В НЕМИЛОСЕРДНОЙ ТОЙ ВОЙНЕ

спасали раненых наши девушки-медсестры, теряли любимых

«Анна, Анечка, сестричка». – так звали ее командиры и товарищи, потому что на войну Анна Ивановна Ермоленко сумела попасть 16-летней девчонкой. Сейчас ей и самой трудно представить, как она вынесла это на девичьих плечах – августовские 1941-го бои под Киевом, трагическое сентябрьское окружение, когда погибли войска четырех армий, а ей удалось вырваться из него чудом с небольшой группой бойцов. Она в числе последних видела погибшего в окружении под Киевом командующего Юго-Западным фронтом генерала П. Я. Кирпоноса – перевязывала его в роще Шумейково в ночь перед прорывом.

Тогда ей выпало жить, но впереди была еще целая война – километры бинтов на раны, кровь, стоны, смерть и длинный путь от Подмосковья до Кенигсберга.

– Когда наша дивизия наступала, – рассказывает Анна Ивановна, – за сутки в медсанбат поступало обычно по 600—700 человек раненых. Смены медперсоналу не было никакой, работали до тех пор, пока не сваливались от усталости. Потом по очереди уходили на два-три часа отдохнуть и снова за работу. Казалось, только положила голову, а уже будят, надо дать отдохнуть другому. Наш хирург, доктор Комоцкий, очень высокого роста, физически крепкий человек, над операционным столом стоял по двадцать часов, не разгибаясь. Делал самые сложные операции. Врачей не хватало, поэтому часто ему приходилось оперировать одному и без передышки, а мы, медсестры, помогали ему, сколько могли.

В большой перевязочной стояли три стола, в операционной – два, и на каждый стол клали раненых для обработки и операции.

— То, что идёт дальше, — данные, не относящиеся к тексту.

mod cli;
mod demo;
mod infra;
mod routes;
mod server;

use iti_registration::error::AppError;

pub async fn run() -> Result<(), AppError> {
    cli::run().await
}
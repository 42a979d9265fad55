//! Coordinate transforms between data and screen space.

use crate::geom::{PixelPoint, Point};
use crate::view::ViewRect;

/// Affine map between a data rectangle and a pixel surface.
///
/// Rebuilt from scratch every time the rectangle or the surface size changes;
/// never mutated in place. Screen Y is flipped: data `min_y` lands on the
/// bottom pixel row, data `max_y` on the top one.
#[derive(Debug, Clone, Copy)]
pub struct Transform {
    min_x: f64,
    min_y: f64,
    x_span: f64,
    y_span: f64,
    x_to_screen: f64,
    y_to_screen: f64,
    x_from_screen: f64,
    y_from_screen: f64,
    height: i32,
}

impl Transform {
    /// Create a transform for the given rectangle and surface size.
    ///
    /// Returns `None` for a degenerate rectangle (non-finite bounds or zero
    /// span) or a surface smaller than 2x2 pixels.
    pub fn new(rect: ViewRect, width: i32, height: i32) -> Option<Self> {
        if width < 2 || height < 2 || !rect.is_valid() {
            return None;
        }
        let x_span = rect.x.span();
        let y_span = rect.y.span();
        let x_to_screen = f64::from(width - 1) / x_span;
        let y_to_screen = f64::from(height - 1) / y_span;
        Some(Self {
            min_x: rect.x.min,
            min_y: rect.y.min,
            x_span,
            y_span,
            x_to_screen,
            y_to_screen,
            x_from_screen: x_to_screen.recip(),
            y_from_screen: y_to_screen.recip(),
            height,
        })
    }

    /// Visible X span in data units.
    pub fn x_span(&self) -> f64 {
        self.x_span
    }

    /// Visible Y span in data units.
    pub fn y_span(&self) -> f64 {
        self.y_span
    }

    /// Data units covered by one horizontal pixel.
    pub fn x_per_pixel(&self) -> f64 {
        self.x_from_screen
    }

    /// Data units covered by one vertical pixel.
    pub fn y_per_pixel(&self) -> f64 {
        self.y_from_screen
    }

    /// Map a data point into screen space.
    ///
    /// Rounding is half-away-from-zero so pixel placement is symmetric for
    /// negative coordinates.
    pub fn to_screen(&self, point: Point) -> PixelPoint {
        let sx = ((point.x - self.min_x) * self.x_to_screen).round();
        let sy = ((point.y - self.min_y) * self.y_to_screen).round();
        PixelPoint::new(sx as i32, self.height - 1 - sy as i32)
    }

    /// Map a screen point back into data space.
    pub fn from_screen(&self, point: PixelPoint) -> Point {
        let x = self.min_x + f64::from(point.x) * self.x_from_screen;
        let y = self.min_y + f64::from(self.height - 1 - point.y) * self.y_from_screen;
        Point::new(x, y)
    }
}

В операционной медсестре приходилось подавать инструмент и материал часто сразу двум или трем врачам. Тут нужна была внимательность, подвижность, наблюдательность. А какой ловкостью Должна была обладать каждая медсестра, чтобы на коленях, на общих нарах, в землянке или в палатке, при свете коптилки попасть в вену, перелить кровь самым тяжелым раненым, которые находились в шоковом состоянии, обескровленные, с оторванными руками, ногами…

Стояли мы в каком-то совхозе. Эвакуация раненых шла с трудом – машины буксовали, лошадей не хватало, а раненых было очень много. Мы еле успевали обрабатывать первичных, а уже надо было вторичные обработки производить, так как развивались гангрены. На еду у нас времени вообще не оставалось – повар по два-три раза разогревал и звал поесть, пока уж не вмешивался командир медсанбата.

Меня в медсанбате все звали дочкой, потому что была моложе всех, в 42-м году шел только семнадцатый год. И вот однажды работала я без смены и отдыха третьи сутки. Вечером комиссар и командир медсанбата зашли в перевязочную, подозвали и спросили: «Дочка, вытянешь еще ночь или нужна замена?». Я, конечно, отрапортовала, что вытяну. Но, в общем, я всех тогда подвела. Где-то на рассвете, когда сон сваливает каждого, свалил он и меня. Как сейчас, помню, что санитары клали на стол раненого и сказали: «Доктор, это последний, но с красной полосой», – то есть срочный. И мне показалось, что этот раненый падает со стола, я протянула руки его поддержать и сама упала, уже уснувшая.

Меня не разбудили даже нашатырным спиртом. Санитары отнесли в послеоперационную палату, и там проспала я восемнадцать часов.

– Анна Ивановна, война войной, но вы ведь были молодые. Была, наверное, и любовь. Какая она на войне?

– Когда я попала на фронт, о любви у меня не могло быть и речи, в медсанбате я была младше всех. Но летом 42-го и мое сердце было тронуто искоркой, которая разжигалась все больше и больше. У всех наших девушек были знакомые ребята, иногда даже и встречались, когда выпадала возможность, писали письма. Как-то подруги мне говорят: «Аннушка, надо познакомить тебя с каким-нибудь мальчиком, будет письма слать, и тебе будет веселее». И вот знакомство состоялось. Само собой. Было это в лесу на Орловщине, раненые поступали, но реже, так как стояли в обороне. Однажды в числе раненых оказался капитан Павел Гриднев. Он был ранен, когда его химрота прикрывала дымом дивизионных разведчиков. Красивый, высокий, стройный боевой командир. Тогда ему шел только двадцать первый год. Ёкнуло мое сердечко, тогда совсем юное и никем не искушенное.